[[ The data, beginning ]]

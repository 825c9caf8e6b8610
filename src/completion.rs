//! Text generation backend.
//!
//! Handlers never talk to the model service directly; they queue a
//! [`CompletionRequest`] and a worker hands it to a [`TextGenerator`].

use async_trait::async_trait;
use serde::{Deserialize, Serialize};
use std::time::Duration;
use tracing::debug;

/// One chat-completion call: a system instruction and a user message.
#[derive(Debug, Clone, PartialEq)]
pub struct CompletionRequest {
    pub system: String,
    pub user: String,
    pub max_tokens: u32,
}

#[derive(Debug, thiserror::Error)]
pub enum CompletionError {
    #[error("request to completion service failed: {0}")]
    Transport(#[from] reqwest::Error),

    #[error("completion service returned status {status}: {body}")]
    Status { status: u16, body: String },

    #[error("completion service returned no content")]
    EmptyResponse,
}

#[async_trait]
pub trait TextGenerator: Send + Sync {
    async fn complete(&self, request: &CompletionRequest) -> Result<String, CompletionError>;
}

// OpenAI chat completions wire format
#[derive(Serialize)]
struct ChatRequest<'a> {
    model: &'a str,
    messages: [ChatMessage<'a>; 2],
    max_tokens: u32,
}

#[derive(Serialize)]
struct ChatMessage<'a> {
    role: &'static str,
    content: &'a str,
}

#[derive(Deserialize)]
struct ChatResponse {
    #[serde(default)]
    choices: Vec<ChatChoice>,
}

#[derive(Deserialize)]
struct ChatChoice {
    message: ChatReply,
}

#[derive(Deserialize)]
struct ChatReply {
    content: Option<String>,
}

/// Client for an OpenAI-compatible `/chat/completions` endpoint.
pub struct OpenAiClient {
    client: reqwest::Client,
    base_url: String,
    api_key: String,
    model: String,
}

impl OpenAiClient {
    pub fn new(
        base_url: &str,
        api_key: &str,
        model: &str,
        timeout: Duration,
    ) -> Result<Self, CompletionError> {
        let client = reqwest::Client::builder().timeout(timeout).build()?;
        Ok(Self {
            client,
            base_url: base_url.trim_end_matches('/').to_string(),
            api_key: api_key.to_string(),
            model: model.to_string(),
        })
    }
}

#[async_trait]
impl TextGenerator for OpenAiClient {
    async fn complete(&self, request: &CompletionRequest) -> Result<String, CompletionError> {
        let body = ChatRequest {
            model: &self.model,
            messages: [
                ChatMessage { role: "system", content: &request.system },
                ChatMessage { role: "user", content: &request.user },
            ],
            max_tokens: request.max_tokens,
        };

        debug!(model = %self.model, max_tokens = request.max_tokens, "calling completion service");
        let res = self
            .client
            .post(format!("{}/chat/completions", self.base_url))
            .bearer_auth(&self.api_key)
            .json(&body)
            .send()
            .await?;

        let status = res.status();
        if !status.is_success() {
            let body = res.text().await.unwrap_or_default();
            return Err(CompletionError::Status { status: status.as_u16(), body });
        }

        let reply: ChatResponse = res.json().await?;
        reply
            .choices
            .into_iter()
            .next()
            .and_then(|choice| choice.message.content)
            .filter(|content| !content.trim().is_empty())
            .ok_or(CompletionError::EmptyResponse)
    }
}
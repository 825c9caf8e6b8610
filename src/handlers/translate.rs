use axum::Json;
use axum::extract::State;
use axum::extract::rejection::JsonRejection;
use std::sync::Arc;

use crate::error::ApiError;
use crate::models::{TranslateRequest, TranslateResponse};
use crate::prompts::translation_prompt;
use crate::state::AppState;

// Not rate limited: translation reuses text that already counted against the quota
pub async fn translate_handler(
    State(state): State<Arc<AppState>>,
    payload: Result<Json<TranslateRequest>, JsonRejection>,
) -> Result<Json<TranslateResponse>, ApiError> {
    let Json(request) = payload.map_err(|e| ApiError::malformed("Invalid request data", e))?;
    request
        .validate()
        .map_err(|errors| ApiError::invalid("Invalid request data", errors))?;

    let translated_report = state
        .generate(translation_prompt(&request.report_text, &request.target_language))
        .await?
        .map_err(ApiError::Translation)?;

    Ok(Json(TranslateResponse { translated_report }))
}
use axum::Json;
use axum::extract::State;
use axum::extract::rejection::JsonRejection;
use axum::http::header::USER_AGENT;
use axum::http::{HeaderMap, StatusCode};
use serde_json::{Value, json};
use std::sync::Arc;
use tracing::{debug, info};

use crate::client_ip::ClientIdentity;
use crate::error::ApiError;
use crate::models::{FeedbackEventForm, FeedbackForm};
use crate::state::AppState;

pub async fn feedback_handler(
    State(state): State<Arc<AppState>>,
    ClientIdentity(identity): ClientIdentity,
    payload: Result<Json<FeedbackForm>, JsonRejection>,
) -> Result<(StatusCode, Json<Value>), ApiError> {
    let Json(form) = payload.map_err(|e| ApiError::malformed("Invalid feedback data", e))?;
    form.validate()
        .map_err(|errors| ApiError::invalid("Invalid feedback data", errors))?;

    let record = state.storage.create_feedback(form, &identity);
    info!(feedback_id = record.id, "feedback submitted");
    Ok((
        StatusCode::CREATED,
        Json(json!({
            "message": "Feedback submitted successfully",
            "feedback": { "id": record.id }
        })),
    ))
}

// View/submit events from the feedback form, for the conversion numbers
pub async fn feedback_track_handler(
    State(state): State<Arc<AppState>>,
    ClientIdentity(identity): ClientIdentity,
    headers: HeaderMap,
    payload: Result<Json<FeedbackEventForm>, JsonRejection>,
) -> Result<(StatusCode, Json<Value>), ApiError> {
    let Json(form) = payload.map_err(|e| ApiError::malformed("Invalid event data", e))?;
    let user_agent = headers
        .get(USER_AGENT)
        .and_then(|v| v.to_str().ok())
        .map(str::to_string);

    let record = state.storage.track_feedback_event(form, &identity, user_agent);
    debug!(event_id = record.id, event = ?record.event_type, "feedback event tracked");
    Ok((StatusCode::CREATED, Json(json!({ "id": record.id }))))
}
use chrono::TimeDelta;
use clap::Parser;
use std::time::Duration;

use crate::rate_limit::{DEFAULT_MAX_REQUESTS, DEFAULT_WINDOW_SECS};

// CLI argument structure
#[derive(Parser, Debug, Clone)]
#[command(name = "cna-report-gateway")]
#[command(about = "Rate-limited incident report generation for CNA documentation")]
pub struct Args {
    // Port to run the server on
    #[arg(short, long, default_value_t = 5000)]
    pub port: u16,

    // OpenAI-compatible API base url
    #[arg(long, env = "OPENAI_BASE_URL", default_value = "https://api.openai.com/v1")]
    pub openai_base_url: String,

    #[arg(long, env = "OPENAI_API_KEY", default_value = "", hide_env_values = true)]
    pub openai_api_key: String,

    #[arg(long, env = "OPENAI_MODEL", default_value = "gpt-4o")]
    pub model: String,

    // Completion request timeout in seconds
    #[arg(long, default_value_t = 60)]
    pub request_timeout: u64,

    // Report generations allowed per window, per client IP
    #[arg(long, default_value_t = DEFAULT_MAX_REQUESTS)]
    pub rate_limit: u32,

    // Rate limit window in seconds
    #[arg(long, default_value_t = DEFAULT_WINDOW_SECS as u64)]
    pub rate_window: u64,

    // Key clients by the first X-Forwarded-For entry (only behind a trusted proxy)
    #[arg(long, default_value_t = false)]
    pub trust_forwarded_for: bool,

    // Bearer token for the admin endpoints; admin is disabled when unset
    #[arg(long, env = "ADMIN_TOKEN", hide_env_values = true)]
    pub admin_token: Option<String>,

    // Generation worker tasks
    #[arg(long, default_value_t = 4)]
    pub workers: usize,

    // Pending generation jobs before requests are turned away
    #[arg(long, default_value_t = 100)]
    pub queue_capacity: usize,

    #[arg(short, long, default_value_t = false)]
    pub verbose: bool,
}

#[derive(Debug, thiserror::Error, PartialEq, Eq)]
pub enum ConfigError {
    #[error("--rate-limit must be at least 1")]
    ZeroRateLimit,

    #[error("--rate-window must be at least 1 second")]
    ZeroRateWindow,

    #[error("--rate-window of {0} seconds is out of range")]
    RateWindowOutOfRange(u64),

    #[error("--workers must be at least 1")]
    ZeroWorkers,

    #[error("--queue-capacity must be at least 1")]
    ZeroQueueCapacity,

    #[error("--request-timeout must be at least 1 second")]
    ZeroRequestTimeout,
}

#[derive(Debug, Clone)]
pub struct OpenAiSettings {
    pub base_url: String,
    pub api_key: String,
    pub model: String,
    pub timeout: Duration,
}

// Validated runtime settings
#[derive(Debug, Clone)]
pub struct Settings {
    pub port: u16,
    pub openai: OpenAiSettings,
    pub rate_limit: u32,
    pub rate_window: TimeDelta,
    pub trust_forwarded_for: bool,
    pub admin_token: Option<String>,
    pub workers: usize,
    pub queue_capacity: usize,
    pub verbose: bool,
}

impl Args {
    pub fn validate(self) -> Result<Settings, ConfigError> {
        if self.rate_limit == 0 {
            return Err(ConfigError::ZeroRateLimit);
        }
        if self.rate_window == 0 {
            return Err(ConfigError::ZeroRateWindow);
        }
        let rate_window = i64::try_from(self.rate_window)
            .ok()
            .and_then(TimeDelta::try_seconds)
            .ok_or(ConfigError::RateWindowOutOfRange(self.rate_window))?;
        if self.workers == 0 {
            return Err(ConfigError::ZeroWorkers);
        }
        if self.queue_capacity == 0 {
            return Err(ConfigError::ZeroQueueCapacity);
        }
        // a zero timeout would fail every completion call
        if self.request_timeout == 0 {
            return Err(ConfigError::ZeroRequestTimeout);
        }

        Ok(Settings {
            port: self.port,
            openai: OpenAiSettings {
                base_url: self.openai_base_url,
                api_key: self.openai_api_key,
                model: self.model,
                timeout: Duration::from_secs(self.request_timeout),
            },
            rate_limit: self.rate_limit,
            rate_window,
            trust_forwarded_for: self.trust_forwarded_for,
            // an empty token would let "Bearer " through
            admin_token: self.admin_token.filter(|t| !t.trim().is_empty()),
            workers: self.workers,
            queue_capacity: self.queue_capacity,
            verbose: self.verbose,
        })
    }
}
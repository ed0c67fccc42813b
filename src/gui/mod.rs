//! egui tuning panel

mod components;
mod constants;
mod panel;

pub use panel::run_panel;
#![forbid(unsafe_code)]

mod cli;
mod config;
mod constants;
mod daemon;
mod gui;
mod ipc;
mod reconciler;
mod resume;

use anyhow::{Context, Result};
use clap::{Parser, Subcommand};
use std::future::Future;
use std::path::PathBuf;
use tracing::{info, Level as TraceLevel};
use tracing_subscriber::FmtSubscriber;

use config::Settings;

#[derive(Parser)]
#[command(name = "deck-ryzenadj")]
#[command(about = "Steam Deck CPU/GPU curve optimiser and power limit tuning via ryzenadj", long_about = None)]
#[command(version)]
struct Cli {
    /// Settings file (defaults to ~/.config/deck-ryzenadj/settings.json)
    #[arg(long, global = true)]
    config: Option<PathBuf>,

    /// Log level (trace, debug, info, warn, error); overrides LOG_LEVEL and the settings file
    #[arg(long, global = true)]
    log_level: Option<String>,

    #[command(subcommand)]
    command: Option<Commands>,
}

#[derive(Subcommand)]
enum Commands {
    /// Open the tuning panel (default)
    Panel,

    /// Run the privileged backend that executes ryzenadj
    Daemon,

    /// Print the configuration the backend has applied
    Status,

    /// Change individual settings
    Set(cli::SetArgs),

    /// Restore the default configuration
    Reset {
        #[arg(long, short)]
        verbose: bool,
    },

    /// Tell the backend the system resumed from suspend
    Resume,

    /// Check that the backend is reachable
    Ping,

    /// Ask the backend to shut down
    Stop,

    /// Write a settings file with default values
    InitConfig {
        #[arg(long)]
        force: bool,
    },
}

fn parse_level(level: &str) -> TraceLevel {
    match level.to_lowercase().as_str() {
        "trace" => TraceLevel::TRACE,
        "debug" => TraceLevel::DEBUG,
        "warn" => TraceLevel::WARN,
        "error" => TraceLevel::ERROR,
        _ => TraceLevel::INFO,
    }
}

fn block_on<F: Future<Output = Result<()>>>(future: F) -> Result<()> {
    tokio::runtime::Builder::new_multi_thread()
        .enable_all()
        .build()
        .context("Failed to start tokio runtime")?
        .block_on(future)
}

fn main() -> Result<()> {
    let cli = Cli::parse();

    let settings = Settings::load(cli.config.as_deref())?;

    // CLI flag, then LOG_LEVEL, then the settings file
    let log_level = cli
        .log_level
        .clone()
        .or_else(|| std::env::var("LOG_LEVEL").ok())
        .unwrap_or_else(|| settings.log_level.clone());

    let subscriber = FmtSubscriber::builder()
        .with_max_level(parse_level(&log_level))
        .finish();
    tracing::subscriber::set_global_default(subscriber)
        .context("Failed to install tracing subscriber")?;

    match cli.command.unwrap_or(Commands::Panel) {
        Commands::Panel => {
            info!("Starting panel");
            gui::run_panel(settings)
        }
        Commands::Daemon => block_on(daemon::run(settings)),
        Commands::Status => block_on(cli::status(&settings)),
        Commands::Set(args) => block_on(cli::set(&settings, &args)),
        Commands::Reset { verbose } => block_on(cli::reset(&settings, verbose)),
        Commands::Resume => block_on(cli::resume(&settings)),
        Commands::Ping => block_on(cli::ping(&settings)),
        Commands::Stop => block_on(cli::stop(&settings)),
        Commands::InitConfig { force } => {
            let path = cli.config.unwrap_or_else(Settings::default_path);
            cli::init_config(&path, force)
        }
    }
}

[[ The data, end ]]

Work to complete: What the answer needs is every line from the data above with "reqwest" in it.

Solution for this exercise:
    Transport(#[from] reqwest::Error),
    client: reqwest::Client,
        let client = reqwest::Client::builder().timeout(timeout).build()?;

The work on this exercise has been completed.